Era il 3 ottobre 2013 quando oltre 300 migranti persero la vita in mare nel tentativo di raggiungere l’isola di Lampedusa. Una enorme tragedia, che ha toccato l’animo di molte persone. In seguito a questo evento il governo decise di introdurre una giornata di lutto nazionale e di fare dei funerali di Stato per i defunti. I maggiori giornali nazionali, per molti giorni hanno riportato la notizia della tragedia, e alcuni hanno lanciato una raccolta firme per abrogare la legge Bossi-Fini riguardante il tema degli immigranti.

Tutto questo è accaduto cavalcando l’onda del momento, ma poi tutto sembra essere tornato a scorrere normalmente. I giornali hanno smesso di parlare di ciò che effettivamente avesse fatto la politica dopo quella giornata, e più nessuno ci ha fatto sapere che fine avesse fatto la petizione lanciata per abrogare la legge. In effetti sembrerebbe che non sia cambiato proprio nulla da quel giorno ad oggi, se non per il giorno di lutto nazionale. Quest’ultimo evento sarebbe stata una scelta molto importante per dimostrare che in situazione come queste non esistono frontiere, che siamo tutti uomini e che la sofferenza per la morte di così tante persone viene condivisa da molti, ma si è invece risolta in una scelta isolata, rimasta sospesa a mezz’aria. Niente è stato fatto per cercare di migliorare la situazione dei migranti, per provare a risolvere effettivamente il problema dell’accoglienza e delle loro condizioni una volta sbarcati. Tutti, dai politici alle maggiori testate nazionali hanno semplicemente approfittato momentaneamente della situazione, e poi hanno lasciato che come sempre tutto cadesse nel vuoto. Le persone probabilmente si sono dimenticate in fretta della tragedia visto che nessuno li ha più informati di ciò che è venuto dopo.

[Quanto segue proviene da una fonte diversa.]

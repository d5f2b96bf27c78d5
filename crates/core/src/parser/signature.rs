//! Generic signatures (`Signature` attribute) and type-variable resolution.
//!
//! Parsing leaves every type-variable use as an `UnresolvedTypeVariable`
//! placeholder. The resolve functions then bind placeholders against the
//! declared type-parameter lists, innermost scope first.

use crate::error::Malformed;
use crate::model::NameTable;
use classdex_api::{
    DotName, PrimitiveKind, Type, TypeKind, TypeVariable, VariableScope, WildcardBound,
    well_known,
};
use smol_str::SmolStr;

const MAX_DEPTH: u32 = 128;

#[derive(Debug, Clone, PartialEq, Eq)]
pub(crate) struct ClassSignature {
    pub type_parameters: Vec<Type>,
    pub superclass: Type,
    pub interfaces: Vec<Type>,
}

#[derive(Debug, Clone, PartialEq, Eq)]
pub(crate) struct MethodSignature {
    pub type_parameters: Vec<Type>,
    pub parameters: Vec<Type>,
    pub return_type: Type,
    pub throws: Vec<Type>,
}

struct SignatureParser<'a, 't> {
    text: &'a str,
    bytes: &'a [u8],
    pos: usize,
    depth: u32,
    names: &'t NameTable,
}

impl<'a, 't> SignatureParser<'a, 't> {
    fn new(text: &'a str, names: &'t NameTable) -> Self {
        Self {
            text,
            bytes: text.as_bytes(),
            pos: 0,
            depth: 0,
            names,
        }
    }

    fn invalid(&self) -> Malformed {
        Malformed::InvalidDescriptor(self.text.to_string())
    }

    fn peek(&self) -> Option<u8> {
        self.bytes.get(self.pos).copied()
    }

    fn expect(&mut self, byte: u8) -> Result<(), Malformed> {
        if self.peek() != Some(byte) {
            return Err(self.invalid());
        }
        self.pos += 1;
        Ok(())
    }

    fn at_end(&self) -> bool {
        self.pos == self.bytes.len()
    }

    fn finish(&self) -> Result<(), Malformed> {
        if !self.at_end() {
            return Err(self.invalid());
        }
        Ok(())
    }

    /// Reads a non-empty identifier up to (not including) any of `stops`.
    fn identifier(&mut self, stops: &[u8]) -> Result<&'a str, Malformed> {
        let start = self.pos;
        while self.peek().is_some_and(|b| !stops.contains(&b)) {
            self.pos += 1;
        }
        if self.pos == start || self.at_end() {
            return Err(self.invalid());
        }
        Ok(&self.text[start..self.pos])
    }

    fn enter(&mut self) -> Result<(), Malformed> {
        self.depth += 1;
        if self.depth > MAX_DEPTH {
            return Err(self.invalid());
        }
        Ok(())
    }

    fn leave(&mut self) {
        self.depth -= 1;
    }

    fn type_parameters(&mut self) -> Result<Vec<Type>, Malformed> {
        if self.peek() != Some(b'<') {
            return Ok(Vec::new());
        }
        self.pos += 1;
        let mut parameters = Vec::new();
        while self.peek().is_some_and(|b| b != b'>') {
            parameters.push(self.type_parameter()?);
        }
        self.expect(b'>')?;
        if parameters.is_empty() {
            return Err(self.invalid());
        }
        Ok(parameters)
    }

    fn type_parameter(&mut self) -> Result<Type, Malformed> {
        let raw = self.identifier(b":>;<")?;
        let identifier = self.names.intern_str(raw);
        self.expect(b':')?;
        let mut bounds = Vec::new();
        let mut implicit_object_bound = false;
        match self.peek() {
            Some(b'L' | b'T' | b'[') => bounds.push(self.reference_type()?),
            Some(b':') => implicit_object_bound = true,
            _ => {}
        }
        while self.peek() == Some(b':') {
            self.pos += 1;
            bounds.push(self.reference_type()?);
        }
        if bounds.is_empty() {
            implicit_object_bound = false;
            bounds.push(Type::class(well_known::OBJECT.clone()));
        }
        Ok(Type::type_variable(identifier, bounds, implicit_object_bound))
    }

    fn java_type(&mut self) -> Result<Type, Malformed> {
        let tag = self.peek().ok_or_else(|| self.invalid())?;
        if let Some(primitive) = PrimitiveKind::from_descriptor(tag) {
            self.pos += 1;
            return Ok(Type::primitive(primitive));
        }
        self.reference_type()
    }

    fn reference_type(&mut self) -> Result<Type, Malformed> {
        self.enter()?;
        let result = match self.peek() {
            Some(b'L') => self.class_type(),
            Some(b'T') => self.type_variable(),
            Some(b'[') => {
                let mut dimensions = 0u32;
                while self.peek() == Some(b'[') {
                    dimensions += 1;
                    self.pos += 1;
                }
                if dimensions > 255 {
                    Err(self.invalid())
                } else {
                    self.java_type().map(|element| Type::array(element, dimensions))
                }
            }
            _ => Err(self.invalid()),
        };
        self.leave();
        result
    }

    fn type_variable(&mut self) -> Result<Type, Malformed> {
        self.expect(b'T')?;
        let raw = self.identifier(b";<>.:/[")?;
        let identifier = self.names.intern_str(raw);
        self.expect(b';')?;
        Ok(Type::unresolved_type_variable(identifier))
    }

    fn class_type(&mut self) -> Result<Type, Malformed> {
        self.expect(b'L')?;
        let outer = self.identifier(b"<.;")?;
        let mut name = self.names.intern_internal_name(outer);
        let mut current = self.with_arguments(name.clone(), None)?;

        while self.peek() == Some(b'.') {
            self.pos += 1;
            let local = self.identifier(b"<.;/")?;
            name = self.names.intern_component(Some(&name), local, true);
            // A plain outer class adds nothing over the inner class's own name.
            let owner = if matches!(current.kind(), TypeKind::Class(_)) {
                None
            } else {
                Some(current)
            };
            current = self.with_arguments(name.clone(), owner)?;
        }
        self.expect(b';')?;
        Ok(current)
    }

    fn with_arguments(&mut self, name: DotName, owner: Option<Type>) -> Result<Type, Malformed> {
        if self.peek() == Some(b'<') {
            let arguments = self.type_arguments()?;
            return Ok(Type::parameterized(name, owner, arguments));
        }
        Ok(match owner {
            Some(owner) => Type::parameterized(name, Some(owner), Vec::new()),
            None => Type::class(name),
        })
    }

    fn type_arguments(&mut self) -> Result<Vec<Type>, Malformed> {
        self.expect(b'<')?;
        let mut arguments = Vec::new();
        while self.peek().is_some_and(|b| b != b'>') {
            let argument = match self.peek() {
                Some(b'*') => {
                    self.pos += 1;
                    Type::wildcard(WildcardBound::Unbounded)
                }
                Some(b'+') => {
                    self.pos += 1;
                    Type::wildcard(WildcardBound::Extends(self.reference_type()?))
                }
                Some(b'-') => {
                    self.pos += 1;
                    Type::wildcard(WildcardBound::Super(self.reference_type()?))
                }
                _ => self.reference_type()?,
            };
            arguments.push(argument);
        }
        self.expect(b'>')?;
        if arguments.is_empty() {
            return Err(self.invalid());
        }
        Ok(arguments)
    }
}

pub(crate) fn parse_class_signature(text: &str, names: &NameTable) -> Result<ClassSignature, Malformed> {
    let mut parser = SignatureParser::new(text, names);
    let type_parameters = parser.type_parameters()?;
    let superclass = parser.class_type()?;
    let mut interfaces = Vec::new();
    while !parser.at_end() {
        interfaces.push(parser.class_type()?);
    }
    Ok(ClassSignature {
        type_parameters,
        superclass,
        interfaces,
    })
}

pub(crate) fn parse_method_signature(text: &str, names: &NameTable) -> Result<MethodSignature, Malformed> {
    let mut parser = SignatureParser::new(text, names);
    let type_parameters = parser.type_parameters()?;
    parser.expect(b'(')?;
    let mut parameters = Vec::new();
    while parser.peek().is_some_and(|b| b != b')') {
        parameters.push(parser.java_type()?);
    }
    parser.expect(b')')?;
    let return_type = if parser.peek() == Some(b'V') {
        parser.pos += 1;
        Type::void()
    } else {
        parser.java_type()?
    };
    let mut throws = Vec::new();
    while parser.peek() == Some(b'^') {
        parser.pos += 1;
        throws.push(match parser.peek() {
            Some(b'T') => parser.type_variable()?,
            _ => parser.class_type()?,
        });
    }
    parser.finish()?;
    Ok(MethodSignature {
        type_parameters,
        parameters,
        return_type,
        throws,
    })
}

/// Field and record component signatures.
pub(crate) fn parse_field_signature(text: &str, names: &NameTable) -> Result<Type, Malformed> {
    let mut parser = SignatureParser::new(text, names);
    let ty = parser.reference_type()?;
    parser.finish()?;
    Ok(ty)
}

fn declaration<'s>(identifier: &str, scopes: &[&'s [Type]]) -> Option<&'s Type> {
    scopes.iter().find_map(|scope| {
        scope.iter().find(|p| {
            p.as_type_variable()
                .is_some_and(|tv| tv.identifier == identifier)
        })
    })
}

fn identifier_of(parameter: &Type) -> SmolStr {
    parameter
        .as_type_variable()
        .map(|tv| tv.identifier.clone())
        .unwrap_or_default()
}

/// Binds the placeholders inside a freshly parsed type-parameter list.
///
/// A reference to an earlier parameter becomes a copy of it, a self or
/// forward reference becomes a `TypeVariableReference`, and anything else is
/// looked up in `outer` (copied) or left unresolved.
pub(crate) fn resolve_type_parameters(
    raw: &[Type],
    scope: VariableScope,
    outer: &[&[Type]],
) -> Vec<Type> {
    let identifiers: Vec<SmolStr> = raw.iter().map(identifier_of).collect();
    let mut resolved: Vec<Type> = Vec::with_capacity(raw.len());
    for (i, parameter) in raw.iter().enumerate() {
        let bound = parameter.rewrite(&mut |t: &Type| {
            let TypeKind::UnresolvedTypeVariable(identifier) = t.kind() else {
                return None;
            };
            match identifiers.iter().position(|x| x == identifier) {
                Some(j) if j < i => Some(resolved[j].clone()),
                Some(j) => Some(Type::type_variable_reference(
                    identifier.clone(),
                    j as u16,
                    scope,
                )),
                None => declaration(identifier, outer).cloned(),
            }
        });
        resolved.push(bound);
    }
    resolved
}

/// Binds the placeholders of a type used in a declaration against the
/// visible type parameters, innermost scope first.
pub(crate) fn resolve_use(ty: &Type, scopes: &[&[Type]]) -> Type {
    ty.rewrite(&mut |t: &Type| match t.kind() {
        TypeKind::UnresolvedTypeVariable(identifier) => declaration(identifier, scopes).cloned(),
        _ => None,
    })
}

fn refresh_with(ty: &Type, scopes: &[&[Type]]) -> Type {
    ty.rewrite(&mut |t: &Type| match t.kind() {
        TypeKind::TypeVariable(tv) => declaration(&tv.identifier, scopes)
            .map(|decl| decl.without_annotations().with_annotations(t.annotations())),
        _ => None,
    })
}

/// Re-copies declarations into a type-parameter list after type annotations
/// were attached, so copies of earlier parameters show annotated bounds.
pub(crate) fn refresh_type_parameters(parameters: &[Type], outer: &[&[Type]]) -> Vec<Type> {
    let mut refreshed: Vec<Type> = Vec::with_capacity(parameters.len());
    for parameter in parameters {
        let Some(tv) = parameter.as_type_variable() else {
            refreshed.push(parameter.clone());
            continue;
        };
        let mut scopes: Vec<&[Type]> = Vec::with_capacity(outer.len() + 1);
        scopes.push(&refreshed);
        scopes.extend_from_slice(outer);
        let bounds = tv.bounds.iter().map(|b| refresh_with(b, &scopes)).collect();
        let updated = parameter.with_kind(TypeKind::TypeVariable(TypeVariable {
            identifier: tv.identifier.clone(),
            bounds,
            implicit_object_bound: tv.implicit_object_bound,
        }));
        refreshed.push(updated);
    }
    refreshed
}

/// Re-copies type-variable declarations into a use site, keeping the
/// annotations placed on the use itself.
pub(crate) fn refresh_use(ty: &Type, scopes: &[&[Type]]) -> Type {
    refresh_with(ty, scopes)
}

L’isola di Lampedusa continua a ricevere barconi pieni di immigranti, spesso torturati durante i lunghi viaggi, che quando arrivano devono fare i conti con un sistema incivile e oltretutto poco funzionante. Un sistema che per un momento è sembrato che in molti volevano cambiare, ma che invece pare che a nessuno interessi davvero. Un sistema di cui anche alcuni dei nostri rappresentanti sembravano indignati, ma che invece pare che preferiscano lasciarlo così come. Una politica che si interessa di fare propaganda, che sfrutta i momenti per cercare di conquistare l’appoggio dei cittadini, ma che poco si interessa di attuare davvero dei cambiamenti per questo paese. Un momento in cui sembrava che le istituzioni avrebbero cambiato davvero qualcosa in meglio e che avrebbero discusso del problema con tutta l’Unione Europea, ma che si è invece rivelato l’ennesima scintilla nel buio.

O forse qualcosa è stato fatto e noi non ne sappiamo niente, perché i giornali, troppo interessati anche loro a conquistare piuttosto che informare non si sono impegnati a dare continuità a quello che sembrava l’ennesimo argomento che gli stava a cuore. Forse anche loro assecondano semplicemente gli umori della maggioranza per fare in modo che noi crediamo che effettivamente ci possano informare sulle cose che a noi interessano.

Una tragedia che è stata un segnale importante della necessità di cambiamento, ma che purtroppo è stato colta soltanto per un momento e poi dimenticata per lasciare nuovamente le vittime e i propri cari nella solitudine del silenzio.